● **Exercise details**
Write all of the entries out again exactly.

Segment Open

//! Messages exchanged over a worker stream.
//!
//! Every message carries a correlation id and exactly one content case. The
//! membrane sends [`ServerMessage`]s; worker processes send
//! [`ClientMessage`]s. Trigger responses echo the id of the request they
//! answer; handshake messages use an empty id.

use crate::registration::WorkerRegistration;
use crate::response::TriggerResponse;
use crate::trigger::Trigger;
use serde::{Deserialize, Serialize};

/// Handshake opened by a worker process.
#[derive(Debug, Clone, PartialEq, Eq, Serialize, Deserialize)]
pub struct InitRequest {
    /// The triggers the worker wants to receive.
    pub registration: WorkerRegistration,
}

/// Handshake acknowledgement sent by the membrane.
#[derive(Debug, Clone, Default, PartialEq, Eq, Serialize, Deserialize)]
pub struct InitResponse {
    /// Set when the registration was rejected.
    #[serde(default, skip_serializing_if = "Option::is_none")]
    pub error: Option<String>,
}

/// Content of a membrane-to-worker message.
#[derive(Debug, Clone, PartialEq, Eq, Serialize, Deserialize)]
#[serde(rename_all = "snake_case")]
pub enum ServerContent {
    /// Handshake acknowledgement.
    InitResponse(InitResponse),
    /// A trigger to handle.
    TriggerRequest(Trigger),
}

/// A membrane-to-worker message.
#[derive(Debug, Clone, PartialEq, Eq, Serialize, Deserialize)]
pub struct ServerMessage {
    /// Correlation id.
    #[serde(default)]
    pub id: String,
    /// Message content.
    pub content: ServerContent,
}

impl ServerMessage {
    /// Wraps a trigger for delivery under the given correlation id.
    #[must_use]
    pub fn trigger_request(id: impl Into<String>, trigger: Trigger) -> Self {
        Self {
            id: id.into(),
            content: ServerContent::TriggerRequest(trigger),
        }
    }

    /// Builds a handshake acknowledgement.
    #[must_use]
    pub fn init_response(id: impl Into<String>, error: Option<String>) -> Self {
        Self {
            id: id.into(),
            content: ServerContent::InitResponse(InitResponse { error }),
        }
    }
}

/// Content of a worker-to-membrane message.
#[derive(Debug, Clone, PartialEq, Eq, Serialize, Deserialize)]
#[serde(rename_all = "snake_case")]
pub enum ClientContent {
    /// Handshake request.
    InitRequest(InitRequest),
    /// Answer to a trigger request.
    TriggerResponse(TriggerResponse),
}

/// A worker-to-membrane message.
#[derive(Debug, Clone, PartialEq, Eq, Serialize, Deserialize)]
pub struct ClientMessage {
    /// Correlation id.
    #[serde(default)]
    pub id: String,
    /// Message content.
    pub content: ClientContent,
}

impl ClientMessage {
    /// Builds the opening handshake for a registration.
    #[must_use]
    pub fn init(registration: WorkerRegistration) -> Self {
        Self {
            id: String::new(),
            content: ClientContent::InitRequest(InitRequest { registration }),
        }
    }

    /// Builds the answer to the request with the given id.
    #[must_use]
    pub fn response(id: impl Into<String>, response: TriggerResponse) -> Self {
        Self {
            id: id.into(),
            content: ClientContent::TriggerResponse(response),
        }
    }
}

#[cfg(test)]
mod tests {
    use super::*;

    #[test]
    fn trigger_request_json_shape() {
        let message = ServerMessage::trigger_request("tkt_1", Trigger::topic("orders", Vec::new()));
        let json = serde_json::to_value(&message).expect("serialize");
        assert_eq!(json["id"], "tkt_1");
        assert_eq!(json["content"]["trigger_request"]["kind"], "topic");
        assert_eq!(json["content"]["trigger_request"]["topic"], "orders");
    }

    #[test]
    fn accepted_init_response_omits_error() {
        let json =
            serde_json::to_value(ServerMessage::init_response("", None)).expect("serialize");
        assert_eq!(json["content"], serde_json::json!({"init_response": {}}));
    }

    #[test]
    fn client_handshake_parses_without_id() {
        let message: ClientMessage = serde_json::from_str(
            r#"{"content": {"init_request": {"registration": {"kind": "subscription", "topic": "orders"}}}}"#,
        )
        .expect("deserialize");
        assert_eq!(message.id, "");
        assert_eq!(
            message.content,
            ClientContent::InitRequest(InitRequest {
                registration: WorkerRegistration::Subscription {
                    topic: "orders".to_string()
                }
            })
        );
    }
}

Segment Closed

● **Answer box**
//! Messages exchanged over a worker stream.
//!
//! Every message carries a correlation id and exactly one content case. The
//! membrane sends [`ServerMessage`]s; worker processes send
//! [`ClientMessage`]s. Trigger responses echo the id of the request they
//! answer; handshake messages use an empty id.

use crate::registration::WorkerRegistration;
use crate::response::TriggerResponse;
use crate::trigger::Trigger;
use serde::{Deserialize, Serialize};

/// Handshake opened by a worker process.
#[derive(Debug, Clone, PartialEq, Eq, Serialize, Deserialize)]
pub struct InitRequest {
    /// The triggers the worker wants to receive.
    pub registration: WorkerRegistration,
}

/// Handshake acknowledgement sent by the membrane.
#[derive(Debug, Clone, Default, PartialEq, Eq, Serialize, Deserialize)]
pub struct InitResponse {
    /// Set when the registration was rejected.
    #[serde(default, skip_serializing_if = "Option::is_none")]
    pub error: Option<String>,
}

/// Content of a membrane-to-worker message.
#[derive(Debug, Clone, PartialEq, Eq, Serialize, Deserialize)]
#[serde(rename_all = "snake_case")]
pub enum ServerContent {
    /// Handshake acknowledgement.
    InitResponse(InitResponse),
    /// A trigger to handle.
    TriggerRequest(Trigger),
}

/// A membrane-to-worker message.
#[derive(Debug, Clone, PartialEq, Eq, Serialize, Deserialize)]
pub struct ServerMessage {
    /// Correlation id.
    #[serde(default)]
    pub id: String,
    /// Message content.
    pub content: ServerContent,
}

impl ServerMessage {
    /// Wraps a trigger for delivery under the given correlation id.
    #[must_use]
    pub fn trigger_request(id: impl Into<String>, trigger: Trigger) -> Self {
        Self {
            id: id.into(),
            content: ServerContent::TriggerRequest(trigger),
        }
    }

    /// Builds a handshake acknowledgement.
    #[must_use]
    pub fn init_response(id: impl Into<String>, error: Option<String>) -> Self {
        Self {
            id: id.into(),
            content: ServerContent::InitResponse(InitResponse { error }),
        }
    }
}

/// Content of a worker-to-membrane message.
#[derive(Debug, Clone, PartialEq, Eq, Serialize, Deserialize)]
#[serde(rename_all = "snake_case")]
pub enum ClientContent {
    /// Handshake request.
    InitRequest(InitRequest),
    /// Answer to a trigger request.
    TriggerResponse(TriggerResponse),
}

/// A worker-to-membrane message.
#[derive(Debug, Clone, PartialEq, Eq, Serialize, Deserialize)]
pub struct ClientMessage {
    /// Correlation id.
    #[serde(default)]
    pub id: String,
    /// Message content.
    pub content: ClientContent,
}

impl ClientMessage {
    /// Builds the opening handshake for a registration.
    #[must_use]
    pub fn init(registration: WorkerRegistration) -> Self {
        Self {
            id: String::new(),
            content: ClientContent::InitRequest(InitRequest { registration }),
        }
    }

    /// Builds the answer to the request with the given id.
    #[must_use]
    pub fn response(id: impl Into<String>, response: TriggerResponse) -> Self {
        Self {
            id: id.into(),
            content: ClientContent::TriggerResponse(response),
        }
    }
}

#[cfg(test)]
mod tests {
    use super::*;

    #[test]
    fn trigger_request_json_shape() {
        let message = ServerMessage::trigger_request("tkt_1", Trigger::topic("orders", Vec::new()));
        let json = serde_json::to_value(&message).expect("serialize");
        assert_eq!(json["id"], "tkt_1");
        assert_eq!(json["content"]["trigger_request"]["kind"], "topic");
        assert_eq!(json["content"]["trigger_request"]["topic"], "orders");
    }

    #[test]
    fn accepted_init_response_omits_error() {
        let json =
            serde_json::to_value(ServerMessage::init_response("", None)).expect("serialize");
        assert_eq!(json["content"], serde_json::json!({"init_response": {}}));
    }

    #[test]
    fn client_handshake_parses_without_id() {
        let message: ClientMessage = serde_json::from_str(
            r#"{"content": {"init_request": {"registration": {"kind": "subscription", "topic": "orders"}}}}"#,
        )
        .expect("deserialize");
        assert_eq!(message.id, "");
        assert_eq!(
            message.content,
            ClientContent::InitRequest(InitRequest {
                registration: WorkerRegistration::Subscription {
                    topic: "orders".to_string()
                }
            })
        );
    }
}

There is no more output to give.